**YOUR GOAL:**
Each record needs to be echoed exactly; can you do that?

**MATERIALS PROVIDED:**

==============================

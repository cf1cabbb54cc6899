//! API server configuration.

use std::env;

/// Server configuration, read from the environment.
#[derive(Debug, Clone)]
pub struct ApiConfig {
    pub host: String,
    pub port: u16,
    /// Allowed CORS origins; `*` allows any.
    pub cors_origins: Vec<String>,
    /// Whether the `/metrics` endpoint is exposed.
    pub metrics_enabled: bool,
}

impl ApiConfig {
    pub fn from_env() -> Self {
        let host = env::var("HOST").unwrap_or_else(|_| "0.0.0.0".to_string());
        let port = env::var("PORT")
            .ok()
            .and_then(|p| p.parse().ok())
            .unwrap_or(8000);
        let cors_origins = env::var("CORS_ORIGINS")
            .unwrap_or_else(|_| "*".to_string())
            .split(',')
            .map(|s| s.trim().to_string())
            .filter(|s| !s.is_empty())
            .collect();
        let metrics_enabled = env::var("METRICS_ENABLED")
            .map(|v| v != "false" && v != "0")
            .unwrap_or(true);

        Self {
            host,
            port,
            cors_origins,
            metrics_enabled,
        }
    }

    pub fn bind_addr(&self) -> String {
        format!("{}:{}", self.host, self.port)
    }
}

impl Default for ApiConfig {
    fn default() -> Self {
        Self {
            host: "0.0.0.0".to_string(),
            port: 8000,
            cors_origins: vec!["*".to_string()],
            metrics_enabled: true,
        }
    }
}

==============================

**REPLY:**
repository cf1cabbb54cc6899
//! API server configuration.

use std::env;

/// Server configuration, read from the environment.
#[derive(Debug, Clone)]
pub struct ApiConfig {
    pub host: String,
    pub port: u16,
    /// Allowed CORS origins; `*` allows any.
    pub cors_origins: Vec<String>,
    /// Whether the `/metrics` endpoint is exposed.
    pub metrics_enabled: bool,
}

impl ApiConfig {
    pub fn from_env() -> Self {
        let host = env::var("HOST").unwrap_or_else(|_| "0.0.0.0".to_string());
        let port = env::var("PORT")
            .ok()
            .and_then(|p| p.parse().ok())
            .unwrap_or(8000);
        let cors_origins = env::var("CORS_ORIGINS")
            .unwrap_or_else(|_| "*".to_string())
            .split(',')
            .map(|s| s.trim().to_string())
            .filter(|s| !s.is_empty())
            .collect();
        let metrics_enabled = env::var("METRICS_ENABLED")
            .map(|v| v != "false" && v != "0")
            .unwrap_or(true);

        Self {
            host,
            port,
            cors_origins,
            metrics_enabled,
        }
    }

    pub fn bind_addr(&self) -> String {
        format!("{}:{}", self.host, self.port)
    }
}

impl Default for ApiConfig {
    fn default() -> Self {
        Self {
            host: "0.0.0.0".to_string(),
            port: 8000,
            cors_origins: vec!["*".to_string()],
            metrics_enabled: true,
        }
    }
}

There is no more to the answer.